They have survived for thousands of years in one of the world's most isolated areas. But at least two of the Stone Age aboriginal tribes that live on the remote Andaman and Nicobar Islands have been gravely affected by Sunday's giant tsunami, which ripped through the sprawling archipelago in the Bay of Bengal, killing at least 3,000 people.
Wednesday the Indian authorities here admitted they were dealing with a disaster -- and said they had been unable to make contact with the Shompens, a reclusive tribe who live on the island of Great Nicobar.
Officials said they were sending messengers to some of the most remote islands, more than 16 hours away by boat, to ascertain who was left alive.
The relief operation has been made more complicated by the fact that many of the worse affected areas are also home to reclusive communities, whose ancestors migrated to the islands more than 30,000 years ago.

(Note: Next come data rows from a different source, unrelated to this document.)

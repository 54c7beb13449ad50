// UTXO replay
//
// Balances are never stored; they are recomputed by replaying every
// transaction of every block in order. The admission filter replays a
// hypothetical chain (current blocks + a candidate transaction list)
// through the same fold.

use std::collections::BTreeMap;

use crate::primitives::block::BlockEnvelope;
use crate::primitives::transaction::Transaction;

/// Round a balance to 8 fractional digits.
pub fn round8(value: f64) -> f64 {
    (value * 1e8).round() / 1e8
}

fn apply(balances: &mut BTreeMap<String, f64>, tx: &Transaction) {
    *balances.entry(tx.recipient.clone()).or_insert(0.0) += tx.amount;
    *balances.entry(tx.sender.clone()).or_insert(0.0) -= tx.amount;
}

/// Replay `blocks` plus a hypothetical trailing transaction list into an
/// address → balance map. Entries are created on first sight; every
/// balance is rounded to 8 decimals after the walk. Pure.
pub fn utxo_with_pending(
    blocks: &[BlockEnvelope],
    pending: &[Transaction],
) -> BTreeMap<String, f64> {
    let mut balances = BTreeMap::new();
    for envelope in blocks {
        for tx in &envelope.block.transactions {
            apply(&mut balances, tx);
        }
    }
    for tx in pending {
        apply(&mut balances, tx);
    }
    for value in balances.values_mut() {
        *value = round8(*value);
    }
    balances
}

/// Balance map of a finalized chain.
pub fn utxo(blocks: &[BlockEnvelope]) -> BTreeMap<String, f64> {
    utxo_with_pending(blocks, &[])
}

#[cfg(test)]
mod tests {
    use super::*;
    use crate::primitives::block::{BlockBody, BlockEnvelope};
    use crate::primitives::transaction::COINBASE_SENDER;

    fn block(index: u64, transactions: Vec<Transaction>) -> BlockEnvelope {
        BlockEnvelope::seal(BlockBody {
            index,
            difficulty: 1,
            nonce: 0,
            timestamp: "test".to_string(),
            transactions,
            previous_hash: "test".to_string(),
        })
    }

    #[test]
    fn test_empty_chain_empty_balances() {
        assert!(utxo(&[]).is_empty());
    }

    #[test]
    fn test_coinbase_credits_miner_and_debits_mint() {
        let chain = vec![block(1, vec![Transaction::coinbase("miner")])];
        let balances = utxo(&chain);
        assert_eq!(balances["miner"], 1.0);
        assert_eq!(balances[COINBASE_SENDER], -1.0);
    }

    #[test]
    fn test_transfer_moves_value() {
        let chain = vec![
            block(1, vec![Transaction::coinbase("alice")]),
            block(
                2,
                vec![
                    Transaction::new("alice", "bob", 0.25),
                    Transaction::coinbase("alice"),
                ],
            ),
        ];
        let balances = utxo(&chain);
        assert_eq!(balances["alice"], 1.75);
        assert_eq!(balances["bob"], 0.25);
    }

    #[test]
    fn test_unknown_sender_goes_negative() {
        let chain = vec![block(1, vec![Transaction::new("ghost", "bob", 3.0)])];
        let balances = utxo(&chain);
        assert_eq!(balances["ghost"], -3.0);
        assert_eq!(balances["bob"], 3.0);
    }

    #[test]
    fn test_balances_rounded_to_8_decimals() {
        // 0.1 + 0.2 accumulates binary error well below 1e-8
        let chain = vec![block(
            1,
            vec![
                Transaction::new("0", "carol", 0.1),
                Transaction::new("0", "carol", 0.2),
            ],
        )];
        assert_eq!(utxo(&chain)["carol"], 0.3);
    }

    #[test]
    fn test_left_fold_law() {
        // utxo(chain) == utxo(chain[..n-1]) updated by the last block
        let chain = vec![
            block(1, vec![Transaction::coinbase("alice")]),
            block(
                2,
                vec![
                    Transaction::new("alice", "bob", 0.5),
                    Transaction::coinbase("miner"),
                ],
            ),
        ];
        let last = &chain[chain.len() - 1];
        let folded = utxo_with_pending(&chain[..1], &last.block.transactions);
        assert_eq!(folded, utxo(&chain));
    }

    #[test]
    fn test_pending_overlay_does_not_touch_chain() {
        let chain = vec![block(1, vec![Transaction::coinbase("alice")])];
        let pending = vec![Transaction::new("alice", "bob", 0.4)];
        let with = utxo_with_pending(&chain, &pending);
        assert_eq!(with["alice"], 0.6);
        // the chain itself is unchanged
        assert_eq!(utxo(&chain)["alice"], 1.0);
    }
}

Yesterday the islands' governor, Ram Kapse, said he was sending a boat to Sentinel Island, home to the world's last truly Stone Age tribe. The 100-strong Sentinalese, who originated from Africa, have resisted all contact with the outside world. They have opened fire on friendly visiting anthropologists with poison arrows.
The boat being sent there would not land on the island but would have a look at their situation from a safe "outer circle," Professor Kapse said.
The fate of the Shompens, meanwhile, a Mongoloid tribe who live on the southern tip of Great Nicobar Island, was not known, he added.
The Indian authorities have so far failed to reach them. They have also not managed to land on two tiny but inhabited nearby islands, Konsul and Pilomilo.
"We are doing our best. But many villagers are simply not yet reachable," said the administration's chief secretary, VV Bhat. He added: "There has been a massive dislocation. Whole villages have disappeared. Jetties in many of the islands have gone, too, making it impossible to land by boat. Coconut and forest trees have been ripped down flat."
So far, it is thought the worst affected island in the group is Car Nicobar, a small, low-lying island where entire villages inhabited by tribal Nicobarese were washed away.
Yesterday one tribal survivor, Casper James, described how he was about to go to church when the first tremors struck early on Sunday.
He dragged his wife and daughter out of their house and started racing up into the jungle. Three minutes later a giant wave tore into his village, Malacca, demolishing it.
"There was a tremendous sound. We shouted to all our neighbors to run. We ran 200m up the hill. Behind us, trees and cylinders floated past. The village disappeared. There was nothing left," James said. He added: "When I went back, I saw many hands sticking out of the sand."
James is one of the survivors from the small, flat and lush island of Car Nicobar, part of the remote and sprawling Andaman and Nicobar archipelago that bore the full brunt of Sunday's tsunami.
Five days after the disaster there was still confusion as to how many people have died here. Indian officials said that 3,000 had gone missing and were presumed dead, although only 306 bodies have actually been recovered.
The final death toll will only be known when terrified villagers finally emerge from the dense forests of coconut palms and casuarina trees where they have been hiding.